Convert XML to dataframe in Python; stumbling on why xml is not parsed. Encoding issue?

309 views Asked by At

Would really appreciate some help. I have been busy more than two days, surfing around to understand why I can't access this xml file to put its contents in a df. My goal is to put the worksheets in the xml file in pandas dataframes. I know there are several posts adressing this topic, but I seem to be facing some errors that make it complex.

The data is a download from a well-known ETF provider. It is downloaded as a ".xls" but it actually is a 'xml' format; clearly an Excel xlm. So an easy pd.read_excel won't work. That's where I was forced to get into xml formats and libraries like LXML and xml.etree.ElementTree. I have worked som time with BS4 though.

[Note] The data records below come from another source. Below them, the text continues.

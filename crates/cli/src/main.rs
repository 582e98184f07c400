//! Oximap CLI - Multispectral tissue-oxygenation analysis

use anyhow::{Context, Result};
use clap::{Parser, Subcommand};
use indicatif::{ProgressBar, ProgressStyle};
use std::path::PathBuf;
use std::time::Instant;
use tracing::{info, Level};
use tracing_subscriber::FmtSubscriber;

use oximap_algorithms::batch::{self, BatchConfig, FrameSource, OutputSpec};
use oximap_algorithms::calibration::CalibrationParams;
use oximap_algorithms::index::{IndexFormula, IndexParams};
use oximap_algorithms::mosaic;
use oximap_algorithms::tracking::TrackerParams;
use oximap_core::frame::BandStack;
use oximap_core::io;
use oximap_core::roi::RoiSet;

// ─── CLI structure ──────────────────────────────────────────────────────

#[derive(Parser)]
#[command(name = "oximap")]
#[command(author, version, about = "Multispectral tissue-oxygenation analysis", long_about = None)]
struct Cli {
    /// Verbose output
    #[arg(short, long, global = true)]
    verbose: bool,

    #[command(subcommand)]
    command: Commands,
}

#[derive(Subcommand)]
enum Commands {
    /// Show information about a TIFF frame or band stack
    Info {
        /// Input file
        input: PathBuf,
    },
    /// Decode a raw mosaic frame into a band stack
    Decode {
        /// Input raw mosaic TIFF (single page)
        input: PathBuf,
        /// Output band-stack TIFF (one page per band)
        #[arg(short, long)]
        output: PathBuf,
        /// Mosaic tile edge length (4 for a 16-band sensor)
        #[arg(short, long, default_value = "4")]
        tile_size: usize,
    },
    /// Run the full pipeline over a folder of frames
    Run {
        /// White reference file
        #[arg(long)]
        white: PathBuf,
        /// Black reference file
        #[arg(long)]
        black: PathBuf,
        /// Folder containing the sample frames (processed in filename order)
        #[arg(long)]
        input_dir: PathBuf,
        /// Output directory for artifacts and summary
        #[arg(short, long)]
        output: PathBuf,
        /// ROI definition set (JSON); omit to skip ROI statistics
        #[arg(long)]
        rois: Option<PathBuf>,
        /// Band count of the instrument
        #[arg(long, default_value = "16")]
        bands: usize,
        /// Treat inputs as raw mosaic frames with this tile size
        #[arg(long)]
        tile_size: Option<usize>,
        /// Isosbestic band (difference formula) / numerator band (ratio)
        #[arg(long, default_value = "6")]
        band_a: usize,
        /// Hemoglobin-sensitive band
        #[arg(long, default_value = "5")]
        band_b: usize,
        /// Index formula: od-diff, ratio
        #[arg(long, default_value = "od-diff")]
        formula: String,
        /// Amplification factor for the index
        #[arg(long, default_value = "1.0")]
        amplification: f64,
        /// Denominator floor for the ratio formula
        #[arg(long, default_value = "0.01")]
        ratio_floor: f64,
        /// Display gamma for the visualization artifact
        #[arg(long, default_value = "0.7")]
        gamma: f64,
        /// White reference percentile
        #[arg(long, default_value = "95")]
        white_percentile: f64,
        /// Black reference percentile
        #[arg(long, default_value = "5")]
        black_percentile: f64,
        /// Segmentation threshold; omit to skip mask artifacts
        #[arg(long)]
        threshold: Option<f64>,
        /// Track ROIs across frames instead of keeping them fixed
        #[arg(long)]
        track: bool,
        /// Skip segmented mask artifacts
        #[arg(long)]
        skip_masks: bool,
        /// Skip the color visualization artifact
        #[arg(long)]
        skip_visualization: bool,
    },
}

// ─── Helpers ────────────────────────────────────────────────────────────

fn setup_logging(verbose: bool) {
    let level = if verbose { Level::DEBUG } else { Level::INFO };
    let subscriber = FmtSubscriber::builder()
        .with_max_level(level)
        .with_target(false)
        .finish();
    tracing::subscriber::set_global_default(subscriber).expect("setting default subscriber failed");
}

fn spinner(msg: &str) -> ProgressBar {
    let pb = ProgressBar::new_spinner();
    pb.set_style(
        ProgressStyle::default_spinner()
            .template("{spinner:.green} {msg}")
            .unwrap(),
    );
    pb.set_message(msg.to_string());
    pb.enable_steady_tick(std::time::Duration::from_millis(100));
    pb
}

fn parse_formula(s: &str) -> Result<IndexFormula> {
    match s.to_lowercase().as_str() {
        "od-diff" | "od-difference" | "difference" => Ok(IndexFormula::OdDifference),
        "ratio" | "reflectance-ratio" => Ok(IndexFormula::ReflectanceRatio),
        _ => anyhow::bail!("Unknown formula: {}. Use od-diff or ratio.", s),
    }
}

/// Load a reference as a band stack, decoding from a raw mosaic when a
/// tile size is configured.
fn read_reference(path: &PathBuf, bands: usize, tile_size: Option<usize>) -> Result<BandStack<f64>> {
    let pb = spinner("Reading reference...");
    let stack = match tile_size {
        Some(tile) => {
            let raw = io::read_frame(path).context("Failed to read raw reference")?;
            mosaic::decode(&raw, tile).context("Failed to decode raw reference")?
        }
        None => io::read_bandstack(path, bands).context("Failed to read reference stack")?,
    };
    pb.finish_and_clear();
    info!("Reference {}: {} bands, {} x {}", path.display(), stack.bands(), stack.cols(), stack.rows());
    Ok(stack)
}

fn done(name: &str, path: &PathBuf, elapsed: std::time::Duration) {
    println!("{} saved to: {}", name, path.display());
    println!("  Processing time: {:.2?}", elapsed);
}

// ─── Main ───────────────────────────────────────────────────────────────

fn main() -> Result<()> {
    let cli = Cli::parse();
    setup_logging(cli.verbose);

    match cli.command {
        // ── Info ─────────────────────────────────────────────────────
        Commands::Info { input } => {
            let pb = spinner("Reading file...");
            let pages = io::read_pages(&input).context("Failed to read file")?;
            pb.finish_and_clear();

            let (rows, cols) = pages[0].dim();
            println!("File: {}", input.display());
            println!("Pages (bands): {}", pages.len());
            println!("Dimensions: {} x {} ({} pixels per band)", cols, rows, rows * cols);

            let frame = oximap_core::Frame::from_array(pages[0].clone());
            let stats = frame.statistics();
            println!("\nFirst band statistics:");
            if let Some(min) = stats.min {
                println!("  Min: {:.4}", min);
            }
            if let Some(max) = stats.max {
                println!("  Max: {:.4}", max);
            }
            if let Some(mean) = stats.mean {
                println!("  Mean: {:.4}", mean);
            }
            println!(
                "  Valid pixels: {} ({:.1}%)",
                stats.valid_count,
                100.0 * stats.valid_count as f64 / frame.len() as f64
            );
        }

        // ── Decode ───────────────────────────────────────────────────
        Commands::Decode {
            input,
            output,
            tile_size,
        } => {
            let pb = spinner("Reading raw frame...");
            let raw = io::read_frame(&input).context("Failed to read raw frame")?;
            pb.finish_and_clear();

            let start = Instant::now();
            let stack = mosaic::decode(&raw, tile_size).context("Failed to decode mosaic")?;
            let elapsed = start.elapsed();

            io::write_stack_f32(&stack, &output).context("Failed to write band stack")?;
            println!(
                "Decoded {} bands of {} x {}",
                stack.bands(),
                stack.cols(),
                stack.rows()
            );
            done("Band stack", &output, elapsed);
        }

        // ── Run ──────────────────────────────────────────────────────
        Commands::Run {
            white,
            black,
            input_dir,
            output,
            rois,
            bands,
            tile_size,
            band_a,
            band_b,
            formula,
            amplification,
            ratio_floor,
            gamma,
            white_percentile,
            black_percentile,
            threshold,
            track,
            skip_masks,
            skip_visualization,
        } => {
            let formula = parse_formula(&formula)?;

            let white_stack = read_reference(&white, bands, tile_size)?;
            let black_stack = read_reference(&black, bands, tile_size)?;

            let roi_set = match &rois {
                Some(path) => {
                    Some(RoiSet::load(path).context("Failed to load ROI definitions")?)
                }
                None => None,
            };

            let sequence = batch::list_sequence(&input_dir)
                .context("Failed to list input folder")?;
            if sequence.is_empty() {
                anyhow::bail!("No TIFF files found in {}", input_dir.display());
            }
            info!("Processing {} frames from {}", sequence.len(), input_dir.display());

            let config = BatchConfig {
                source: match tile_size {
                    Some(tile) => FrameSource::Mosaic { tile_size: tile },
                    None => FrameSource::Stack,
                },
                expected_bands: bands,
                band_a,
                band_b,
                calibration: CalibrationParams {
                    white_percentile,
                    black_percentile,
                    ..Default::default()
                },
                index: IndexParams {
                    formula,
                    amplification,
                    ratio_floor,
                    gamma,
                },
                threshold,
                tracking: if track {
                    Some(TrackerParams::default())
                } else {
                    None
                },
                output: OutputSpec {
                    root: output.clone(),
                    write_masks: !skip_masks,
                    write_visualization: !skip_visualization,
                },
            };

            let pb = spinner("Processing sequence...");
            let start = Instant::now();
            let summary = batch::run(
                &sequence,
                &white_stack,
                &black_stack,
                roi_set.as_ref(),
                &config,
            )
            .context("Batch run failed")?;
            let elapsed = start.elapsed();
            pb.finish_and_clear();

            let summary_path = output.join("summary.csv");
            summary
                .write_csv(&summary_path)
                .context("Failed to write summary table")?;

            println!("Processed {} frames in {:.2?}", sequence.len(), elapsed);
            println!("Summary rows: {}", summary.rows.len());
            println!("Summary saved to: {}", summary_path.display());

            if !summary.warnings.is_empty() {
                println!("\nWarnings ({}):", summary.warnings.len());
                for warning in &summary.warnings {
                    println!("  - {}", warning);
                }
            }
        }
    }

    Ok(())
}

The xml download doesn't specify any encoding and when I try to parse it, it returns errors. So I have dabbled around with chardet and et.XMLParser to discover it's encoding and have it 'hard set' in the parser. But to no avail. When parsing it returns:

'lxml.etree.XMLSyntaxError: Document is empty, line 1, column 1'

Instead of parsing it directly (see xml_tree1 below), I tried to read the xml with a fromstring, and I noticed some gibberish. So I replaced it with nothing:

xml_str = xml_file.read().replace('', '')

Now I have clean xml code, but still can't find any childeren in my root. In fact it seems to be empty and not parsed at all. My knowledge is letting me down. Could somebody push me to the right direction? My problem is in the early stage; I can't seem to parse the file and the underlying format. A second problem is that I need to parse the ss:table on the respective worksheets in the document. A little further in the code I have jotted down some examples for me to work with. Any comments are very welcom.

These are the posts that helped me the most;

How do I pick up text values of child nodes when parsing XML with ElementTree

Reading a spreadsheet like .xml with ElementTree

The source of the xml can be found here (Dutch version). You can download in the top-right corner.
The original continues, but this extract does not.